One of the most controversial topics in all of investing is how to handle positions that have moved against you. Some investors are strict believers that any position showing a loss indicates your initial theory was incorrect and therefore, after a predetermined drop (most use a 10 to 15% loss as their trigger point), the position should be sold. Others take the opposite view and argue that if they liked a stock when the price was 15% higher, they should love it now, and are compelled to buy more shares.
I land somewhere in the middle. When we determine the value of any stock, it is an inherently imprecise process. We may do mountains of research and number-crunching to derive a fair value target, but it is only that-a target. As new information becomes available, we must continually reassess our initial theory and determine whether the stock is one to hold.
As our views evolve, we watch the market. If positions continue losing money, perhaps a message is being sent that requires our attention. In order to balance the need to revisit ideas while also looking to buy inexpensive shares, I have a formal process in place for reviewing my analysis when a stock moves against me. After my review, I either increase my holding or eliminate the position. By following such a dictum, I am taking a proactive stance to properly position the portfolio in EPIC Insights.
The importance of this process is highlighted by a current portfolio position- Nokia (NYSE:NOK). NOK is the largest cell phone maker in the world with current market share near 36%. It also provides equipment, solutions, and services for communications networks. While other phone makers have focused upon set product niches (e.g., Research in Motion's emphasis on smart phones) or relied upon one-off products to drive growth (e.g., Motorola (MOT) hit a home run with the Razr, but has not had success since then), NOK has a diversified product base that is sold throughout the world. The end result is a steady, dominant market share with less reliance upon hot products and certain segments of the world economy to drive growth.
Over the past two years, NOK's stock has been decimated. Since peaking above $40 in December 2007, NOK has fallen to the current price of $15.08 (a 62% drop). Despite very high levels of return on equity and market share, NOK has lagged both its peer group and the S&P 500. While the analyst community attributes the drop to shrinking margins one day and concerns over market share the next, we now find ourselves looking at a company that is cheaper than it has been in years, offers a safe, high-dividend yield, and provides tremendous upside.

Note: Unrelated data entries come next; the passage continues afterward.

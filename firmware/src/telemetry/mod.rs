#![cfg_attr(not(target_os = "none"), allow(dead_code))]

//! Report logging for the firmware target.
//!
//! [`ReportLogger`] is the polling task's [`ReportSink`]. It keeps the
//! telemetry ring and publishes the latest values to [`crate::status`]. Each
//! cycle is printed through defmt (stdout on host builds) and optionally
//! mirrored to the UART console queue. Every [`SUMMARY_INTERVAL_CYCLES`]
//! cycles a health line built from the status snapshot and the ring is logged.

use core::fmt::{self, Write};

use acs712_core::launch::TaskSpec;
use acs712_core::poller::{CycleReport, ReportSink};
use acs712_core::sensor::{ReadPath, SampleError};
use acs712_core::telemetry::{
    ReportFormat, ReportFormatter, ReportLine, TelemetryRecorder, failure_line, render,
};

use crate::console::{self, ConsoleSender, Offer};
use crate::status::{self, StatusSnapshot};

/// Cycles between two health summaries (one minute at the default interval).
pub const SUMMARY_INTERVAL_CYCLES: u32 = 60;

/// Polling task sink that logs and records every report.
pub struct ReportLogger<'a> {
    recorder: TelemetryRecorder,
    format: ReportFormat,
    console: Option<ConsoleSender<'a>>,
    dropped_lines: u32,
}

impl<'a> ReportLogger<'a> {
    /// Creates a logger that only prints through defmt.
    pub const fn new(format: ReportFormat) -> Self {
        Self {
            recorder: TelemetryRecorder::new(),
            format,
            console: None,
            dropped_lines: 0,
        }
    }

    /// Creates a logger that also mirrors lines to the console queue.
    pub const fn with_console(format: ReportFormat, console: ConsoleSender<'a>) -> Self {
        Self {
            recorder: TelemetryRecorder::new(),
            format,
            console: Some(console),
            dropped_lines: 0,
        }
    }

    /// Renders the health line from the shared status and the local history.
    pub fn summary_line(&self) -> ReportLine {
        render_summary(
            &status::snapshot(),
            self.recorder.mean_amps(),
            self.dropped_lines,
        )
    }

    fn summary_due(&self) -> bool {
        let cycles = self.recorder.cycles();
        cycles != 0 && cycles % SUMMARY_INTERVAL_CYCLES == 0
    }

    fn mirror(&mut self, line: ReportLine) {
        let Some(sender) = self.console.as_ref() else {
            return;
        };
        if console::offer(sender, line) == Offer::Dropped {
            self.dropped_lines = self.dropped_lines.wrapping_add(1);
        }
    }
}

impl ReportSink for ReportLogger<'_> {
    fn cycle(&mut self, report: &CycleReport) {
        self.recorder.record_cycle(report);
        status::record_cycle(report);

        let formatter = ReportFormatter::new(report, self.format);
        let current = formatter.current_line();
        let voltage = formatter.voltage_line();
        emit_info(current.as_str());
        emit_info(voltage.as_str());
        self.mirror(current);
        self.mirror(voltage);

        if self.summary_due() {
            emit_info(self.summary_line().as_str());
        }
    }

    fn read_failed<E: fmt::Debug>(&mut self, path: ReadPath, error: &SampleError<E>) {
        self.recorder.record_failure();
        status::record_failure();

        let line = failure_line(path, error);
        emit_warn(line.as_str());
        self.mirror(line);
    }

    fn launch_failed(&mut self, task: &TaskSpec) {
        emit_error_task(task);
    }
}

fn render_summary(snapshot: &StatusSnapshot, mean_amps: Option<f32>, dropped: u32) -> ReportLine {
    render(|line| {
        write!(
            line,
            "acs712: {} cycles, {} failed reads, last {} mA/{} mV",
            snapshot.cycles, snapshot.failed_reads, snapshot.milliamps, snapshot.millivolts
        )?;
        if !snapshot.last_valid {
            line.write_str(" (fallback)")?;
        }
        match mean_amps {
            Some(amps) => write!(line, ", mean {amps:.3} A")?,
            None => line.write_str(", mean n/a")?,
        }
        write!(line, ", {dropped} lines dropped")
    })
}

#[cfg(target_os = "none")]
fn emit_info(line: &str) {
    defmt::info!("{}", line);
}

#[cfg(target_os = "none")]
fn emit_warn(line: &str) {
    defmt::warn!("{}", line);
}

#[cfg(target_os = "none")]
fn emit_error_task(task: &TaskSpec) {
    defmt::error!("[{}] failed to create task (stack={}B)", task.name, task.stack_size);
}

#[cfg(not(target_os = "none"))]
fn emit_info(line: &str) {
    println!("{line}");
}

#[cfg(not(target_os = "none"))]
fn emit_warn(line: &str) {
    println!("{line}");
}

#[cfg(not(target_os = "none"))]
fn emit_error_task(task: &TaskSpec) {
    println!("[{}] failed to create task (stack={}B)", task.name, task.stack_size);
}
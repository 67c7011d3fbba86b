//! Conversion constants for the ADC front end and the ACS712 transfer curve.

/// Linear mapping from raw ADC codes to volts at the sensor output.
#[derive(Copy, Clone, Debug, PartialEq)]
#[cfg_attr(feature = "defmt", derive(defmt::Format))]
pub struct AdcReference {
    /// ADC reference voltage.
    pub vref_volts: f32,
    /// Front-end gain between the sensor output and the ADC input.
    pub gain: f32,
    /// Number of codes spanned by the reference (4096 for 12 bits).
    pub full_scale: f32,
}

impl AdcReference {
    /// 1.8 V reference, 8x front-end gain, 12-bit converter.
    pub const DEFAULT: Self = Self {
        vref_volts: 1.8,
        gain: 8.0,
        full_scale: 4096.0,
    };

    /// Same converter without the front-end gain.
    pub const UNITY_GAIN: Self = Self {
        gain: 1.0,
        ..Self::DEFAULT
    };

    /// Converts a raw code to volts: `raw * vref * gain / full_scale`.
    #[must_use]
    pub fn volts(&self, raw: u16) -> f32 {
        f32::from(raw) * self.vref_volts * self.gain / self.full_scale
    }

    /// Returns `true` when `raw` is a code the converter can produce.
    #[must_use]
    pub fn accepts(&self, raw: u16) -> bool {
        f32::from(raw) < self.full_scale
    }
}

impl Default for AdcReference {
    fn default() -> Self {
        Self::DEFAULT
    }
}

/// Affine transfer curve of an ACS712 part.
#[derive(Copy, Clone, Debug, PartialEq)]
#[cfg_attr(feature = "defmt", derive(defmt::Format))]
pub struct SensorCalibration {
    /// Output voltage at zero current (Vcc / 2 on a 5 V supply).
    pub zero_current_volts: f32,
    /// Output slope in volts per ampere.
    pub sensitivity_volts_per_amp: f32,
}

impl SensorCalibration {
    /// ±5 A part, 185 mV/A.
    pub const ACS712_05B: Self = Self {
        zero_current_volts: 2.5,
        sensitivity_volts_per_amp: 0.185,
    };

    /// ±20 A part, 100 mV/A.
    pub const ACS712_20A: Self = Self {
        zero_current_volts: 2.5,
        sensitivity_volts_per_amp: 0.100,
    };

    /// ±30 A part, 66 mV/A.
    pub const ACS712_30A: Self = Self {
        zero_current_volts: 2.5,
        sensitivity_volts_per_amp: 0.066,
    };

    /// Converts a sensor output voltage to amperes:
    /// `(volts - zero_current_volts) / sensitivity_volts_per_amp`.
    #[must_use]
    pub fn amps(&self, volts: f32) -> f32 {
        (volts - self.zero_current_volts) / self.sensitivity_volts_per_amp
    }

    /// Returns a copy with the zero-current offset replaced, e.g. after
    /// measuring the output with no load attached.
    #[must_use]
    pub const fn with_zero_offset(self, zero_current_volts: f32) -> Self {
        Self {
            zero_current_volts,
            ..self
        }
    }
}

impl Default for SensorCalibration {
    fn default() -> Self {
        Self::ACS712_05B
    }
}
//! Serial console settings for targets that mirror reports to a UART.

/// Parity mode of the console UART.
#[derive(Copy, Clone, Debug, Eq, PartialEq)]
#[cfg_attr(feature = "defmt", derive(defmt::Format))]
pub enum Parity {
    None,
    Even,
    Odd,
}

/// Line settings for the console UART.
#[derive(Copy, Clone, Debug, Eq, PartialEq)]
#[cfg_attr(feature = "defmt", derive(defmt::Format))]
pub struct ConsoleSettings {
    pub baud_rate: u32,
    pub data_bits: u8,
    pub stop_bits: u8,
    pub parity: Parity,
}

impl ConsoleSettings {
    /// 115200 baud, 8-N-1.
    pub const DEFAULT: Self = Self {
        baud_rate: 115_200,
        data_bits: 8,
        stop_bits: 1,
        parity: Parity::None,
    };
}

impl Default for ConsoleSettings {
    fn default() -> Self {
        Self::DEFAULT
    }
}
use std::sync::Arc;

use clap::Parser;
use tracing_subscriber::{layer::SubscriberExt, util::SubscriberInitExt};

use event_reminder::api::{self, AppState};
use event_reminder::channels::ChannelDirectory;
use event_reminder::config::{Cli, Commands, Config};
use event_reminder::db::Database;
use event_reminder::scheduler::ReminderScheduler;
use event_reminder::traq::TraqClient;

#[tokio::main]
async fn main() -> anyhow::Result<()> {
    tracing_subscriber::registry()
        .with(tracing_subscriber::EnvFilter::new(
            std::env::var("RUST_LOG").unwrap_or_else(|_| {
                "event_reminder=debug,reminder_core=info,tower_http=debug".into()
            }),
        ))
        .with(tracing_subscriber::fmt::layer())
        .init();

    let cli = Cli::parse();

    match cli.command.unwrap_or(Commands::Serve) {
        Commands::Serve => serve(&cli.config).await?,
        Commands::Remind => {
            let db = open_database(&cli.config)?;
            let scheduler = build_scheduler(&cli.config, db)?;
            let report = scheduler.run_once().await;
            println!(
                "due: {}, sent: {}, failed: {}, skipped: {}",
                report.due, report.sent, report.failed, report.skipped
            );
        }
        Commands::Channels => {
            let traq = traq_client(&cli.config)?;
            let directory = ChannelDirectory::new(traq);
            for channel in directory.get().await? {
                println!("{}\t{}", channel.id, channel.path);
            }
        }
    }

    Ok(())
}

async fn serve(config: &Config) -> anyhow::Result<()> {
    let db = open_database(config)?;
    let traq = traq_client(config)?;

    let scheduler = Arc::new(ReminderScheduler::new(
        Arc::new(db.clone()),
        traq.clone(),
        config.send_timeout(),
    ));
    let scheduler_handle = scheduler.spawn(config.trigger());

    let state = AppState::new(db, ChannelDirectory::new(traq), config.template_policy)
        .with_default_channel(config.remind_channel_id.clone());
    let app = api::create_router(state);

    let addr = format!("{}:{}", config.host, config.port);
    let listener = tokio::net::TcpListener::bind(&addr).await?;
    tracing::info!(
        "event-reminder listening on http://{addr} (template policy: {})",
        config.template_policy
    );

    axum::serve(listener, app)
        .with_graceful_shutdown(async {
            if let Err(e) = tokio::signal::ctrl_c().await {
                tracing::error!("failed to listen for shutdown signal: {e}");
            }
            tracing::info!("shutting down");
        })
        .await?;

    scheduler_handle.abort();
    Ok(())
}

fn open_database(config: &Config) -> anyhow::Result<Database> {
    let db = match &config.database {
        Some(path) => Database::open(path)?,
        None => Database::open_default()?,
    };
    db.migrate()?;
    Ok(db)
}

fn traq_client(config: &Config) -> anyhow::Result<Arc<TraqClient>> {
    let client = TraqClient::new(
        &config.traq_base_url,
        config.traq_token()?,
        config.send_timeout(),
    )?;
    Ok(Arc::new(client))
}

fn build_scheduler(config: &Config, db: Database) -> anyhow::Result<ReminderScheduler> {
    Ok(ReminderScheduler::new(
        Arc::new(db),
        traq_client(config)?,
        config.send_timeout(),
    ))
}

From a valuation perspective, NOK trades at a 14 P/E multiple (vs. a five-year average P/E of 16.6) and pays a 3.8% dividend. Using historical measures, the shares should be trading in the mid $30s. Applying a conservative earnings yield methodology that assumes a 2% drop in operating margins, declining market share, and a 3% terminal growth rate, I derive a fair value estimate of $22. With the stock trading at a 32% discount to fair value, we are being offered a global leader in a key industry at valuation levels that have not been witnessed in years. We also gain the benefit of a high-dividend payment while we wait for the markets to recognize fair value.
My history with NOK is well-documented. I initially purchased NOK shares in November 2008 and then averaged into a losing investment in September 2009. As the shares sank toward $12, I conducted an interview with Seeking Alpha in which I highlighted the attributes of NOK and named it my highest conviction holding. In short, I believed in my research, maintained my conviction, and did not allow the market to push me from a position just because the price moved against me.
We are now seeing the benefits of such an approach. As NOK continues rallying (it is 17% higher year-to-date), those who bought the shares have been rewarded. All the while, we have also received dividend income as we've awaited the move higher. At times the markets may indicate problems exist and a stock price is heading lower. However, lower prices alone are not a reason to jettison a position. If you conduct thorough research, believe in your conclusions, and purchase the shares at a cheap enough level, the odds of success are in your favor.